Pazar günü ‘yağmurlu’ gösteriyordu hava durumu.
Her taraf beyaz örtüyle kaplıyken, yağmur yağacaktı üzerine.
Ben yazarken henüz yağan yağmur yoktu ortalıkta.
Yağar mı onu da tam bilmiyorum.
Her taraf karla kaplıyken, yağmur konuşmak da olmuyor aslında.
Beyaz örtü, yağmurdan üstün ve baskın geliyor.
Yağmuru sanırım, ilkbaharda konuşmak gerekiyor.

Kış yaşıyoruz şu günlerde hep birlikte.
Yazı bekliyoruz.
Beklemek herkes için kolay olmuyor tabi.
Kiminin akan çatısı, kiminin boşalmaya yaklaşan kömürlüğü…
Beklemek herkes için aynı değil…

Umut ise, ömür doldurduğumuzu hatırlamak.

Yani, elbet kış bitecek yaz gelecek.
Gelen Mevla’dandır. Hoş geldi safa geldi. Hayırla gelsin, bereket getirsin.

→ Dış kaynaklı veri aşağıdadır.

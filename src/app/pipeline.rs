//! Shared "report pipeline" logic used by both CLI and TUI front-ends.
//!
//! Keeping this in one place avoids duplicating the core workflow:
//! load -> derive ratios -> filter subset -> aggregate -> figures -> dashboard blocks
//!
//! The CLI and the TUI can then focus on presentation (printing vs widgets).

use std::path::Path;

use chrono::{SecondsFormat, Utc};
use tracing::{debug, info};

use crate::analysis::{by_campaign_gender, by_gender, campaign_subset, derive_ratios};
use crate::charts::pairwise::NO_DATA_NOTICE;
use crate::charts::{GridOutcome, Ratio, distribution_by_gender, pairwise_grid, stacked_comparison};
use crate::domain::{AdRecord, ReportConfig, STACKED_METRICS, StatsMode};
use crate::error::AppError;
use crate::io::ingest::load_records;
use crate::report::{Block, Dashboard, campaign_summary_rows, commentary, gender_callouts};
use crate::stats::{PUBLISHED, gender_ctr_tests};

/// Load the input file and build the dashboard.
pub fn run_report(data_path: &Path, config: &ReportConfig) -> Result<Dashboard, AppError> {
    let ingest = load_records(data_path)?;
    let mut dashboard = build_dashboard(&ingest.records, config)?;
    dashboard.truncated = ingest.truncated;
    Ok(dashboard)
}

/// Build every dashboard block from an already-loaded table.
pub fn build_dashboard(records: &[AdRecord], config: &ReportConfig) -> Result<Dashboard, AppError> {
    let derived = derive_ratios(records);

    let subset: Vec<&AdRecord> = campaign_subset(records, &config.target_campaigns);
    info!(rows = records.len(), subset = subset.len(), "building dashboard");

    let gender_summary = by_gender(records);
    let campaign_summary = by_campaign_gender(records);

    let recomputed_stats = match config.stats_mode {
        StatsMode::Published => None,
        StatsMode::Recomputed => Some(gender_ctr_tests(&derived)?),
    };

    let mut blocks = vec![
        Block::title(commentary::TITLE),
        Block::markdown(commentary::INTRO),
        Block::subheader(commentary::pairwise_subheader(&config.target_campaigns)),
    ];

    match pairwise_grid(&subset, &config.pairwise_metrics, &config.target_campaigns) {
        GridOutcome::Figure(figure) => blocks.push(Block::Figure { figure }),
        GridOutcome::NoData => blocks.push(Block::Notice {
            text: NO_DATA_NOTICE.to_string(),
        }),
    }

    let (totals, rates) = gender_callouts(&gender_summary);
    blocks.push(Block::subheader(commentary::KEY_METRICS_SUBHEADER));
    blocks.push(Block::Columns {
        columns: vec![vec![Block::Metrics { items: totals }], vec![Block::Metrics { items: rates }]],
    });

    blocks.push(Block::Figure {
        figure: stacked_comparison(&campaign_summary, &STACKED_METRICS),
    });
    blocks.push(Block::markdown(commentary::STACKED_NOTES));

    blocks.push(Block::subheader(commentary::AB_SUBHEADER));
    blocks.push(Block::Columns {
        columns: vec![
            vec![
                Block::subheader(commentary::CTR_BOX_SUBHEADER),
                Block::Figure {
                    figure: distribution_by_gender(&derived, Ratio::Ctr),
                },
            ],
            vec![
                Block::subheader(commentary::CONVERSION_BOX_SUBHEADER),
                Block::Figure {
                    figure: distribution_by_gender(&derived, Ratio::ConversionRate),
                },
            ],
        ],
    });
    blocks.push(Block::markdown(commentary::HYPOTHESES));

    blocks.push(Block::markdown(commentary::shapiro_male_line()));
    blocks.push(Block::markdown(commentary::shapiro_female_line()));
    blocks.push(Block::markdown(commentary::NORMALITY_VERDICT));

    blocks.push(Block::subheader(commentary::SUMMARY_SUBHEADER));
    blocks.push(Block::CampaignSummary {
        rows: campaign_summary_rows(&campaign_summary),
    });

    blocks.push(Block::markdown(commentary::mann_whitney_lines()));
    blocks.push(Block::markdown(commentary::CONCLUSION));
    blocks.push(Block::markdown(commentary::CTR_ANALYSIS));

    if let Some(tests) = &recomputed_stats {
        blocks.push(Block::markdown(commentary::recomputed_block(tests)));
    }

    debug!(blocks = blocks.len(), "dashboard assembled");

    Ok(Dashboard {
        generated_at: Utc::now().to_rfc3339_opts(SecondsFormat::Secs, true),
        rows_loaded: records.len(),
        truncated: false,
        blocks,
        gender_summary,
        campaign_summary,
        published_stats: PUBLISHED,
        recomputed_stats,
    })
}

Yağmurlu bir Yozgat dediler dün ve bugün için.
Güne uyanıp perdeyi aralayan puslu gördü dışarıyı.
Her taraf kar altındayken, yağmurun neyine ihtiyacımız vardı ki?
Acaba toplum olarak kuvvetli bir yağmurun bizi temizlemesi mi gerekiyordu?
Yeniden aramızda gürültüler başlamışken.
Yeniden kavgalara başlamak üzereyken…
***
Kar altında yağmurdan konuşmuşken, Abdurrahim Karakoç’u hatırlayıverdim birden.
O da bir şiirinde ısrarla yağmurdan bahsediyor, yağmur bekliyordu.
Yağmurun kirlerimizi sileceğini.
Bizi temizleyeceğini belirtiyordu.
Sahi beyaz kar taneciklerinin yapamadığını yağmur yapar mıydı?
Yağmurların bizi bize anlatacağını söylüyordu rahmetli Karakoç.
Biz, bizi, bize neden anlatamıyoruz artık?
“Bir yağmur bekliyorum, kuruyanı ıslatsın 

Bir yağmur bekliyorum, tohumlara can katsın 
Bir yağmur bekliyorum, silsin kirlerimizi 
Bir yağmur bekliyorum, bizi bize anlatsın.” 
Bu mevsimde yağmur beklemek pek akıl işi değil zannedersem.
Gelecekse bu yağmur mevsiminde gelsin.
Mevsimine kadar kirleneceğimiz ve kar yağsa da en azından yüreklerimizin kuruyacağı bir gerçek.
Kısır tartışmalar.
Gereksiz atışmalar.
Ayrışmalar ve kutuplaşmalar…
Bunların tümü zannedersem bahara kadar devam eder.
Baharın ilkinde beklenen yağmur gelirse bir nebze kirlerimizi temizler.
Kuruyan yüreklerimizi kavrulmaktan kurtarabilir sanırım.
Rabbim herkesin beklediği yağmurları yüreğine yağdırsın.
Haydi selametle…
DUYDUK DUYMADIK DEMEYİN
*Kurumlardan kapsamlı  özsunuş alan Adalet Bakanı Bekir Bozdağ’ı.
*Toplu taşıma ve şehirlerarası otobüslerde denetime başlayan sivil polisleri.

*Her hafta bir kültürel etkinliğe ev sahipliği yapan Büyük Sinema’yı.
*Yozgatlı oldukları için pek önemsenmeyen ve dikkate alınmayan kültürel, sanatsal ve edebi toplulukları.